*** Opening of TASK INPUTS ***
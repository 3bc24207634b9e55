//! Library root for `review-relay`.
//!
//! Review-relay bridges a code-hosting platform's review-request events to a
//! team chat webhook:
//! - Validates and authenticates inbound events
//! - Deduplicates against a persisted processed-record store
//! - Resolves reviewer identities to chat handles
//! - Composes a category-appropriate message and posts it to the webhook
//!
//! The relay integrates with SurrealDB for storage and a chat incoming
//! webhook for delivery. The architecture is built around extensible traits
//! that allow for different implementations of each service.

pub mod base;
pub mod interaction;
pub mod runtime;
pub mod server;
pub mod service;

use base::{config::Config, types::Void};
use tracing::info;

/// Public async entry for the binary crate.
///
/// Sets up necessary services and starts the relay:
/// - Creates the runtime context with store and chat clients
/// - Starts the HTTP listener for inbound events
pub async fn start(config: Config) -> Void {
    info!("Starting review-relay ...");

    // Initialize the runtime.
    let runtime = runtime::Runtime::new(config).await?;

    // Start the runtime.
    runtime.start().await?;

    Ok(())
}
*** Close of TASK INPUTS ***
* PROBLEM
Look through the material above for the word "base" and copy every line that has it.

* EXERCISE RESULT
pub mod base;
use base::{config::Config, types::Void};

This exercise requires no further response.